- **EXERCISE DESCRIPTION**
Copy each line of the records that includes "UnknownEventType".

────────────────────────────────────────

//! Certificate and license exchange.
//!
//! Each key system either supplies its own hooks or falls back to the
//! default request shapes built from the configured URLs:
//! - certificates: `GET certificate_uri`
//! - licenses: `POST url` with the raw key message as
//!   `application/octet-stream`
//! - legacy PlayReady: `POST` of the challenge extracted from the key
//!   message envelope, with the envelope's headers, to `url` or the
//!   message's destination URL.
//!
//! Every license attempt emits exactly one `licenserequestattempted` event
//! once the attempt completes and before its result is handed back.
use std::sync::Arc;

use indexmap::IndexMap;

use crate::config::{CertificateContext, KeySystemOptions, LicenseContext};
use crate::error::{Error, Result};
use crate::events::{EmeEvent, EventDispatch};
use crate::playready::parse_key_message;
use crate::transport::{Transport, TransportRequest};

/// Content type of default license requests.
pub const OCTET_STREAM: &str = "application/octet-stream";

/// How a license request is shaped when no hook is configured.
#[derive(Debug, Clone, Copy, PartialEq, Eq)]
pub enum RequestShape {
    /// Raw key message as an octet-stream POST.
    OctetStream,
    /// Challenge and headers taken from a PlayReady envelope.
    PlayReadyEnvelope,
}

/// License request prepared by an adapter from a key message.
#[derive(Debug, Clone, PartialEq, Eq)]
pub struct LicenseRequest {
    pub message: Vec<u8>,
    pub content_id: Option<String>,
    pub destination_url: Option<String>,
    pub shape: RequestShape,
}

impl LicenseRequest {
    pub fn octet_stream(message: Vec<u8>) -> Self {
        Self {
            message,
            content_id: None,
            destination_url: None,
            shape: RequestShape::OctetStream,
        }
    }
}

/// Runs certificate and license fetches for the orchestrator.
#[derive(Clone)]
pub struct LicenseExchange {
    transport: Arc<dyn Transport>,
    events: EventDispatch,
}

impl LicenseExchange {
    pub fn new(transport: Arc<dyn Transport>, events: EventDispatch) -> Self {
        Self { transport, events }
    }

    /// Fetch the certificate for a key system.
    ///
    /// Returns `Ok(None)` when neither a hook nor a URI is configured.
    pub async fn fetch_certificate(
        &self,
        key_system: &str,
        options: &KeySystemOptions,
    ) -> Result<Option<Vec<u8>>> {
        let result = if let Some(hook) = options.get_certificate.as_ref() {
            debug!("fetching {} certificate through hook", key_system);
            hook(CertificateContext {
                key_system: key_system.to_string(),
                certificate_uri: options.certificate_uri.clone(),
            })
            .await
        } else if let Some(uri) = options.certificate_uri.as_deref() {
            debug!("fetching {} certificate from {}", key_system, uri);
            default_get_certificate(self.transport.as_ref(), uri, &options.certificate_headers).await
        } else {
            return Ok(None);
        };

        result.map(Some).map_err(|e| match e {
            Error::CertificateFetch(_) => e,
            other => Error::CertificateFetch(other.to_string()),
        })
    }

    /// Exchange a key message for license bytes.
    pub async fn request_license(
        &self,
        key_system: &str,
        options: &KeySystemOptions,
        request: LicenseRequest,
    ) -> Result<Vec<u8>> {
        let result = self.attempt(key_system, options, request).await;
        self.events.emit(EmeEvent::LicenseRequestAttempted {
            key_system: key_system.to_string(),
        });

        match result {
            Ok(license) => {
                debug!("{} license received ({} bytes)", key_system, license.len());
                Ok(license)
            }
            Err(e) => {
                warn!("{} license request failed: {}", key_system, e);
                Err(match e {
                    Error::LicenseRequest(_) => e,
                    other => Error::LicenseRequest(other.to_string()),
                })
            }
        }
    }

    async fn attempt(
        &self,
        key_system: &str,
        options: &KeySystemOptions,
        request: LicenseRequest,
    ) -> Result<Vec<u8>> {
        let hook = match request.shape {
            RequestShape::PlayReadyEnvelope => options.get_key.as_ref().or(options.get_license.as_ref()),
            RequestShape::OctetStream => options.get_license.as_ref(),
        };

        if let Some(hook) = hook {
            return hook(LicenseContext {
                key_system: key_system.to_string(),
                message: request.message,
                content_id: request.content_id,
                destination_url: request.destination_url,
                url: options.url.clone(),
            })
            .await;
        }

        match request.shape {
            RequestShape::OctetStream => {
                let url = options.url.as_deref().ok_or_else(|| {
                    Error::LicenseRequest(format!("No license url configured for {}", key_system))
                })?;
                default_get_license(self.transport.as_ref(), url, &options.license_headers, request.message)
                    .await
            }
            RequestShape::PlayReadyEnvelope => {
                let url = options
                    .url
                    .as_deref()
                    .or(request.destination_url.as_deref())
                    .ok_or_else(|| {
                        Error::LicenseRequest(
                            "No license url configured and no destination url in key message".to_string(),
                        )
                    })?;
                request_playready_license(
                    self.transport.as_ref(),
                    url,
                    &options.license_headers,
                    &request.message,
                )
                .await
            }
        }
    }
}

impl std::fmt::Debug for LicenseExchange {
    fn fmt(&self, f: &mut std::fmt::Formatter<'_>) -> std::fmt::Result {
        f.debug_struct("LicenseExchange").finish_non_exhaustive()
    }
}

/// Default certificate fetch: `GET uri`.
pub async fn default_get_certificate(
    transport: &dyn Transport,
    uri: &str,
    headers: &IndexMap<String, String>,
) -> Result<Vec<u8>> {
    transport
        .request(TransportRequest::get(uri).with_headers(headers))
        .await
}

/// Default license fetch: binary POST of the key message.
pub async fn default_get_license(
    transport: &dyn Transport,
    url: &str,
    headers: &IndexMap<String, String>,
    message: Vec<u8>,
) -> Result<Vec<u8>> {
    let request = TransportRequest::post(url, message)
        .header("Content-type", OCTET_STREAM)
        .with_headers(headers);
    transport.request(request).await
}

/// Legacy PlayReady license fetch from a key-message envelope.
///
/// A malformed envelope still produces a request, with an empty body.
pub async fn request_playready_license(
    transport: &dyn Transport,
    url: &str,
    headers: &IndexMap<String, String>,
    message: &[u8],
) -> Result<Vec<u8>> {
    let envelope = parse_key_message(message);
    if envelope.challenge.is_empty() {
        debug!("PlayReady challenge is empty, sending request anyway");
    }
    let request = TransportRequest::post(url, envelope.challenge)
        .with_headers(&envelope.headers)
        .with_headers(headers);
    transport.request(request).await
}
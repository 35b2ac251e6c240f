//! Byte and string helpers shared by the key-system adapters.
//!
//! Legacy key systems exchange strings as UTF-16 little-endian buffers, and
//! the FairPlay content id is derived from a URI carried in the init data.
use byteorder::{ByteOrder, LittleEndian};
use url::Url;

/// Encode a string as UTF-16LE bytes.
#[must_use]
pub fn string_to_utf16le(value: &str) -> Vec<u8> {
    value.encode_utf16().flat_map(|u| u.to_le_bytes()).collect()
}

/// Decode UTF-16LE bytes into a string.
///
/// A trailing odd byte is ignored and unpaired surrogates are replaced, so
/// this never fails on platform-supplied buffers.
#[must_use]
pub fn utf16le_to_string(bytes: &[u8]) -> String {
    let units = bytes
        .chunks_exact(2)
        .map(LittleEndian::read_u16)
        .collect::<Vec<u16>>();
    String::from_utf16_lossy(&units)
}

/// Extract the hostname from a URI such as `skd://content-id`.
///
/// Leading garbage (length prefixes decoded as characters, NULs) is skipped
/// by locating the scheme in front of `://`.
#[must_use]
pub fn hostname_from_uri(uri: &str) -> Option<String> {
    let trimmed = uri.trim_matches(|c: char| c.is_control() || c.is_whitespace());
    if let Some(host) = parse_host(trimmed) {
        return Some(host);
    }

    let marker = trimmed.find("://")?;
    let scheme_start = trimmed[..marker]
        .char_indices()
        .rev()
        .take_while(|(_, c)| c.is_ascii_alphanumeric() || matches!(c, '+' | '-' | '.'))
        .last()
        .map(|(i, _)| i)?;
    parse_host(&trimmed[scheme_start..])
}

fn parse_host(candidate: &str) -> Option<String> {
    Url::parse(candidate)
        .ok()
        .and_then(|url| url.host_str().map(str::to_string))
        .filter(|host| !host.is_empty())
}

/// Short hex preview of a buffer for log lines.
#[must_use]
pub(crate) fn preview(bytes: &[u8]) -> String {
    const MAX: usize = 8;
    if bytes.len() <= MAX {
        hex::encode(bytes)
    } else {
        format!("{}..({} bytes)", hex::encode(&bytes[..MAX]), bytes.len())
    }
}
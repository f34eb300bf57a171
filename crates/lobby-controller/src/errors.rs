//! Coordinator error types.
//!
//! Every error here is recovered locally: the offending connection receives a
//! single scoped `error` event with a client-safe message and session state is
//! left untouched. Internal details are logged server-side but not exposed.

use thiserror::Error;

/// Session coordinator error type.
#[derive(Debug, Error)]
pub enum CoordinatorError {
    /// The named session does not exist.
    #[error("Session not found")]
    SessionNotFound,

    /// A doctor-only action was attempted by a connection that is not the
    /// session's doctor.
    #[error("Unauthorized: {0}")]
    Unauthorized(String),

    /// The target patient is not in the expected set.
    #[error("Patient not found: {0}")]
    PatientNotFound(String),

    /// Role or session binding conflict (e.g. a patient connection acting as
    /// a doctor, or a connection joining a second session).
    #[error("Conflict: {0}")]
    Conflict(String),

    /// Inbound event `type` is not part of the protocol.
    #[error("Unknown message type: {0}")]
    UnknownEventType(String),

    /// Inbound payload was not valid JSON or is missing required fields.
    #[error("Malformed payload: {0}")]
    MalformedPayload(String),

    /// Actor channel failure (coordinator unavailable).
    #[error("Internal error: {0}")]
    Internal(String),
}

impl CoordinatorError {
    /// Returns a client-safe error message (no internal details).
    #[must_use]
    pub fn client_message(&self) -> String {
        match self {
            CoordinatorError::SessionNotFound => "Session not found".to_string(),
            CoordinatorError::Unauthorized(msg) => format!("Unauthorized: {msg}"),
            CoordinatorError::PatientNotFound(msg) | CoordinatorError::Conflict(msg) => msg.clone(),
            CoordinatorError::UnknownEventType(_) => "Unknown message type".to_string(),
            CoordinatorError::MalformedPayload(_) => "Error processing message".to_string(),
            CoordinatorError::Internal(_) => "An internal error occurred".to_string(),
        }
    }

    /// The offending event `type`, echoed back on unknown-type errors.
    #[must_use]
    pub fn event_type(&self) -> Option<&str> {
        match self {
            CoordinatorError::UnknownEventType(t) => Some(t),
            _ => None,
        }
    }
}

────────────────────────────────────────

- **RESPONSE**
    UnknownEventType(String),
            CoordinatorError::UnknownEventType(_) => "Unknown message type".to_string(),
            CoordinatorError::UnknownEventType(t) => Some(t),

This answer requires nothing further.